TASK PROMPT
Give back the lines of the records exactly, starting at the first and ending at the one with "lookups ignore case.".

DATA EXTRACTS
Content starts

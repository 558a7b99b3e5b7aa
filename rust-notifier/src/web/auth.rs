//! GitLab webhook token verification.
//!
//! GitLab sends the secret configured on the hook verbatim in the
//! `X-Gitlab-Token` header. Reference: https://docs.gitlab.com/ee/user/project/integrations/webhooks.html#validate-payloads-by-using-a-secret-token

use axum::http::HeaderMap;
use secrecy::{ExposeSecret, SecretString};
use sha2::{Digest, Sha256};
use tracing::{debug, enabled, Level};

/// Header carrying the webhook secret. `HeaderMap` lookups ignore case.
pub const GITLAB_TOKEN_HEADER: &str = "x-gitlab-token";

/// Marker written in place of secret header values.
const REDACTED: &str = "[redacted]";

/// Why a request failed authentication.
#[derive(Debug, Clone, Copy, PartialEq, Eq, thiserror::Error)]
pub enum AuthError {
    #[error("Missing X-Gitlab-Token")]
    Missing,
    #[error("Invalid X-Gitlab-Token")]
    Mismatch,
}

/// Verify the request token against the expected one.
///
/// An empty `expected` token disables verification entirely.
pub fn verify_gitlab_token(expected: &SecretString, headers: &HeaderMap) -> Result<(), AuthError> {
    let expected = expected.expose_secret();
    if expected.is_empty() {
        return Ok(());
    }

    let provided = headers
        .get(GITLAB_TOKEN_HEADER)
        .ok_or(AuthError::Missing)?;

    if constant_time_compare(provided.as_bytes(), expected.as_bytes()) {
        Ok(())
    } else {
        Err(AuthError::Mismatch)
    }
}

/// Constant-time comparison of two secrets.
///
/// Both sides are hashed first so the comparison runs over fixed-size digests
/// and neither the content nor the length of the expected value leaks.
fn constant_time_compare(a: &[u8], b: &[u8]) -> bool {
    let a = Sha256::digest(a);
    let b = Sha256::digest(b);

    let mut result = 0u8;
    for (x, y) in a.iter().zip(b.iter()) {
        result |= x ^ y;
    }
    result == 0
}

fn is_sensitive_header(name: &str) -> bool {
    let name = name.to_ascii_lowercase();
    ["token", "secret", "authorization", "cookie"]
        .iter()
        .any(|needle| name.contains(needle))
}

/// Header name/value pairs with secret-bearing values replaced.
pub fn redacted_headers(headers: &HeaderMap) -> Vec<(String, String)> {
    headers
        .iter()
        .map(|(name, value)| {
            let value = if is_sensitive_header(name.as_str()) {
                REDACTED.to_string()
            } else {
                value.to_str().unwrap_or("<binary>").to_string()
            };
            (name.as_str().to_string(), value)
        })
        .collect()
}

/// Log the request headers at debug level, secrets redacted.
pub fn log_headers(headers: &HeaderMap) {
    if enabled!(Level::DEBUG) {
        debug!(headers = ?redacted_headers(headers), "gitlab_webhook_headers");
    }
}
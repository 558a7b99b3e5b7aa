//! Discord webhook message types.
//!
//! Length caps are applied when a value is constructed, so a serialized
//! message always satisfies Discord's embed limits.

use serde::{Deserialize, Serialize};

/// Maximum number of characters in an embed title.
pub const EMBED_TITLE_LIMIT: usize = 256;

/// Maximum number of characters in an embed field value.
pub const FIELD_VALUE_LIMIT: usize = 1024;

/// Body of a Discord incoming-webhook POST.
#[derive(Debug, Clone, PartialEq, Eq, Serialize, Deserialize)]
pub struct DiscordMessage {
    /// Plain text line shown above the embed
    pub content: String,
    /// Rich embeds, always exactly one for merge-request notifications
    pub embeds: Vec<Embed>,
    /// Mention parsing policy
    pub allowed_mentions: AllowedMentions,
}

impl DiscordMessage {
    /// Wrap a single embed with empty content and mentions suppressed.
    pub fn with_embed(embed: Embed) -> Self {
        Self {
            content: String::new(),
            embeds: vec![embed],
            allowed_mentions: AllowedMentions::none(),
        }
    }
}

/// A single Discord embed.
#[derive(Debug, Clone, PartialEq, Eq, Serialize, Deserialize)]
pub struct Embed {
    pub title: String,
    #[serde(default, skip_serializing_if = "Option::is_none")]
    pub url: Option<String>,
    pub fields: Vec<EmbedField>,
}

impl Embed {
    /// Create an embed, truncating the title to [`EMBED_TITLE_LIMIT`].
    pub fn new(title: &str) -> Self {
        Self {
            title: truncate_chars(title, EMBED_TITLE_LIMIT),
            url: None,
            fields: Vec::new(),
        }
    }

    /// Attach a link; empty links are dropped.
    pub fn url(mut self, url: &str) -> Self {
        self.url = (!url.is_empty()).then(|| url.to_string());
        self
    }

    pub fn field(mut self, field: EmbedField) -> Self {
        self.fields.push(field);
        self
    }
}

/// A named embed field.
#[derive(Debug, Clone, PartialEq, Eq, Serialize, Deserialize)]
pub struct EmbedField {
    pub name: String,
    pub value: String,
    /// Inline fields share a row; block fields take the full width
    pub inline: bool,
}

impl EmbedField {
    pub fn inline(name: &str, value: &str) -> Self {
        Self::new(name, value, true)
    }

    pub fn block(name: &str, value: &str) -> Self {
        Self::new(name, value, false)
    }

    fn new(name: &str, value: &str, inline: bool) -> Self {
        Self {
            name: name.to_string(),
            value: truncate_chars(value, FIELD_VALUE_LIMIT),
            inline,
        }
    }
}

/// Discord `allowed_mentions` object.
///
/// An empty `parse` list stops `@everyone`, `@here` and role or user
/// mentions in forwarded text from pinging anyone.
#[derive(Debug, Clone, Default, PartialEq, Eq, Serialize, Deserialize)]
pub struct AllowedMentions {
    pub parse: Vec<String>,
}

impl AllowedMentions {
    pub fn none() -> Self {
        Self::default()
    }
}

/// Keep at most `max` characters, never splitting a UTF-8 sequence.
pub fn truncate_chars(s: &str, max: usize) -> String {
    match s.char_indices().nth(max) {
        Some((idx, _)) => s[..idx].to_string(),
        None => s.to_string(),
    }
}
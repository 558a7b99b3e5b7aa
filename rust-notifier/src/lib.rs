//! MR Notifier - GitLab merge-request notifications for Discord.
//!
//! A single web service receives GitLab merge-request webhooks, renders
//! them as a Discord embed and posts the embed to a Discord incoming webhook.
//!
//! ## Architecture
//!
//! ```text
//! GitLab → web (auth, parse) → gitlab (map) → discord (forward) → Discord
//! ```

pub mod config;
pub mod discord;
pub mod gitlab;
pub mod web;

// Re-export commonly used types
pub use config::Config;
pub use discord::{DiscordClient, DiscordMessage, ForwardError};
pub use gitlab::build_discord_message;
pub use web::{router, AppState};
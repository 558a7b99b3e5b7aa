//! Outbound delivery to a Discord incoming webhook.

use std::sync::Arc;
use std::time::Duration;

use reqwest::Client;
use tracing::{error, info};

use super::types::DiscordMessage;

/// Failure to deliver a message to Discord.
#[derive(Debug, thiserror::Error)]
pub enum ForwardError {
    /// No destination URL was configured.
    #[error("Discord webhook URL is not configured")]
    MissingUrl,

    /// Discord answered with a non-success status.
    #[error("Discord error: {status} {body}")]
    Status { status: u16, body: String },

    /// The request never produced a response (timeout, refused, DNS).
    #[error("Discord request failed: {0}")]
    Transport(#[source] reqwest::Error),
}

/// Shared Discord webhook client.
///
/// Cheap to clone; the underlying connection pool is shared.
#[derive(Clone)]
pub struct DiscordClient {
    client: Client,
    url: Arc<str>,
}

impl DiscordClient {
    /// Create a client posting to `url` with the given request timeout.
    pub fn new(url: &str, timeout: Duration) -> Result<Self, ForwardError> {
        let client = Client::builder()
            .timeout(timeout)
            .build()
            .map_err(ForwardError::Transport)?;

        Ok(Self {
            client,
            url: Arc::from(url),
        })
    }

    /// Post one message. A single attempt is made; nothing is retried.
    pub async fn forward(&self, message: &DiscordMessage) -> Result<(), ForwardError> {
        if self.url.is_empty() {
            error!("discord_forward_no_destination");
            return Err(ForwardError::MissingUrl);
        }

        // The webhook URL carries Discord's secret, so errors are stripped of it.
        let response = self
            .client
            .post(&*self.url)
            .json(message)
            .send()
            .await
            .map_err(|e| {
                let e = e.without_url();
                if e.is_timeout() {
                    error!(error = %e, "discord_request_timeout");
                } else {
                    error!(error = %e, "discord_request_error");
                }
                ForwardError::Transport(e)
            })?;

        let status = response.status().as_u16();
        if status >= 300 {
            let body = response.text().await.unwrap_or_default();
            error!(
                status_code = status,
                body_length = body.len(),
                "discord_rejected_message"
            );
            return Err(ForwardError::Status { status, body });
        }

        info!(status_code = status, "discord_message_delivered");

        Ok(())
    }
}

Content ends

WRITTEN ANSWER
repository 558a7b99b3e5b7aa
filename rust-notifier/src/web/auth.rs
//! GitLab webhook token verification.
//!
//! GitLab sends the secret configured on the hook verbatim in the
//! `X-Gitlab-Token` header. Reference: https://docs.gitlab.com/ee/user/project/integrations/webhooks.html#validate-payloads-by-using-a-secret-token

use axum::http::HeaderMap;
use secrecy::{ExposeSecret, SecretString};
use sha2::{Digest, Sha256};
use tracing::{debug, enabled, Level};

/// Header carrying the webhook secret. `HeaderMap` lookups ignore case.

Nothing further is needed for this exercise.